Как только Ленька ушел, Садчиков позвонил в школу и спросил директора, что у Самсонова с сочинением. Директор громко кашлянул в трубку, вздохнул и осторожно ответил:

- Неплохо.

- Что, т-тройка?

- Нет, почему же… - Директор помолчал, снова осторожно покашлял и добавил: - Я склонен поставить ему высшую оценку.

И директор прочел Садчикову Ленькину приписку. Садчиков посмеялся, простился с директором и кинулся следом за парнем. Он догнал его у самого бюро пропусков.

- Лень! - окликнул он его.

Тот обернулся.

- Да…

- С-слушай, - сказал Садчиков и запнулся. Он не знал, зачем решил догонять Леньку. Ему просто очень понравилось то, что тот написал, и хотелось сказать про это. Но он понял - сейчас этого говорить нельзя, потому что он может обидеться и решить, что здесь контролируют каждый его шаг. Поэтому Садчиков сказал: - Я просто х-хотел спросить, есть ли у тебя п-папиросы. Если нет - возьми мои.

- Спасибо большое, - ответил Ленька, - только я не курю.

Через полчаса в кабинет к Садчикову зашел майор Вано Иванович Зенберошвили из научно-технического отдела.

- Привет, старик, - сказал он. - Росляков просил поработать со следом машины… Помнишь, во время убийства Копытова? Там на шоссе остался небольшой следочек…

- Не тяни душу…

- Души нет, ты что - забыл?

- Аксиома.

- Ну, - усмехнулся Зенберошвили.

- Ближе к д-делу, Вано.

- Я всегда близок к делу…

- В данном случае ты забалтываешь истину.

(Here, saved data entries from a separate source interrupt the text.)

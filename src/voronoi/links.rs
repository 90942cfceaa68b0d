// src/voronoi/links.rs

use super::diagram::Diagram;
use crate::geometry::Polygon;
use crate::site::SiteId;
use crate::utils::constants::{CLIP_EPSILON, EPSILON};
use glam::Vec2;

/// Nachbarschaftsbeziehung zweier Sites über eine gemeinsame Zellkante.
///
/// `distance` ist die Weglänge über den Kantenmittelpunkt, nicht die
/// Luftlinie der beiden Sites.
#[derive(Debug, Clone, Copy, PartialEq)]
pub struct Link {
    pub a: SiteId,
    pub b: SiteId,
    pub midpoint: Vec2,
    pub distance: f32,
}

fn ring_edges(polygon: &Polygon) -> impl Iterator<Item = (Vec2, Vec2)> + '_ {
    polygon
        .vertices()
        .windows(2)
        .map(|w| (w[0], w[1]))
        .filter(|(a, b)| a.distance_squared(*b) > EPSILON * EPSILON)
}

fn same_edge(e1: (Vec2, Vec2), e2: (Vec2, Vec2)) -> bool {
    let near = |p: Vec2, q: Vec2| p.distance_squared(q) < CLIP_EPSILON * CLIP_EPSILON;
    (near(e1.0, e2.0) && near(e1.1, e2.1)) || (near(e1.0, e2.1) && near(e1.1, e2.0))
}

/// Alle Site-Paare, deren Zellen eine Kante teilen, mit Kantenmittelpunkt
/// und Weglänge über diesen Mittelpunkt. Fehlgeschlagene Zellen bleiben
/// unverbunden.
pub fn shared_edge_links(diagram: &Diagram) -> Vec<Link> {
    let sites = diagram.sites();
    let mut links = Vec::new();

    for i in 0..sites.len() {
        let Some(cell_i) = diagram.cell(SiteId(i)) else {
            continue;
        };
        for j in (i + 1)..sites.len() {
            let Some(cell_j) = diagram.cell(SiteId(j)) else {
                continue;
            };
            let shared = ring_edges(cell_i)
                .find(|&e1| ring_edges(cell_j).any(|e2| same_edge(e1, e2)));
            if let Some((p, q)) = shared {
                let midpoint = (p + q) * 0.5;
                let distance = midpoint.distance(sites[i].position)
                    + midpoint.distance(sites[j].position);
                links.push(Link {
                    a: SiteId(i),
                    b: SiteId(j),
                    midpoint,
                    distance,
                });
            }
        }
    }
    links
}

#[cfg(test)]
mod tests {
    use super::*;
    use crate::site::Site;
    use crate::types::Window;
    use crate::utils::comparison::nearly_equal_eps;

    #[test]
    fn test_same_edge_ignores_direction() {
        let a = Vec2::new(0.0, 0.0);
        let b = Vec2::new(1.0, 0.0);
        assert!(same_edge((a, b), (b, a)));
        assert!(same_edge((a, b), (a, b)));
        assert!(!same_edge((a, b), (a, Vec2::new(0.0, 1.0))));
    }

    #[test]
    fn test_links_connect_grid_neighbors() {
        // 5x5 unit grid; the window keeps only the central area, and the
        // center site's four axis neighbors are interior grid sites
        let mut sites = Vec::new();
        let mut center = SiteId(0);
        for (i, (x, y)) in (-2..=2)
            .flat_map(|y| (-2..=2).map(move |x| (x as f32, y as f32)))
            .enumerate()
        {
            if x == 0.0 && y == 0.0 {
                center = SiteId(i);
            }
            sites.push(Site::new(SiteId(i), format!("g{}", i), Vec2::new(x, y)));
        }
        let window = Window::new(Vec2::new(-1.0, -1.0), Vec2::new(1.0, 1.0)).unwrap();
        let diagram = Diagram::build(sites, window).unwrap();

        let links = shared_edge_links(&diagram);
        let center_links: Vec<&Link> = links
            .iter()
            .filter(|l| l.a == center || l.b == center)
            .collect();
        assert_eq!(center_links.len(), 4);
        for link in center_links {
            // neighbor spacing 1, crossing point on the shared bisector edge
            assert!(nearly_equal_eps(link.distance, 1.0, 1e-3));
            assert!(nearly_equal_eps(link.midpoint.distance(Vec2::ZERO), 0.5, 1e-3));
        }
    }
}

- Воспринимаю как оскорбление…

- Н-ну, извини.

- Ничего, важно, чтоб человек был хороший… Так вот, след принадлежит «Москвичу»-пикапу. Левый передний скат у «Москвича» почти целиком сожран, развал дрянной. Правый скат совершенно новый. Вот, в таком разрезе.

- Спас-сибо.

- Не на чем.

- ОРУДу теперь будет легче?

- ОРУДу, старик, всегда легко… ОРУД - не МУР. Будь здоров.

- Спасибо тебе, Вано…

Готовятся к встрече

Прохор позвонил Сударю рано утром. Чита еще спал. Он вчера поругался с Надей, приревновав ее к грузинским спортсменам, которые сидели за соседним столиком в ресторане, и поэтому приехал ночевать к Сударю, а не к ней. Домой он не ходил и о том времени, когда домой все-таки придется вернуться, старался не думать. Да и потом, Сударь говорил о таком деле, которое даст сразу много денег и позволит уехать из Москвы на полгода, а то и на год - в Ялту, Гагру, к черту и дьяволу. А о том, что после этого веселого полугода домой все-таки придется возвращаться, он боялся даже и подумать… Жить и ни о чем не заботиться - только одного этого ему сейчас и хотелось.

- Сань, - сказал Прохор, - ты это… ты сегодня меня увидь. У меня все уже выяснилось с тем, про чего я говорил тогда, помнишь?

- Помню.

- Где увидимся-то?

- А где ты хочешь?

- Ты свое предложи, Сань…

- Давай в центре. Около Пушкина.

- Нет. Я в центр не хожу, Сань. Там народу много. Я по-хорошему люблю, чтоб ты и я. Давай у вокзала, ладно? У Курского. Мне туда ехать на метро просто, без пересадок. А?

- Что, у Курского народу меньше? - спросил Сударь. - Тоже мне, нашел пустыню…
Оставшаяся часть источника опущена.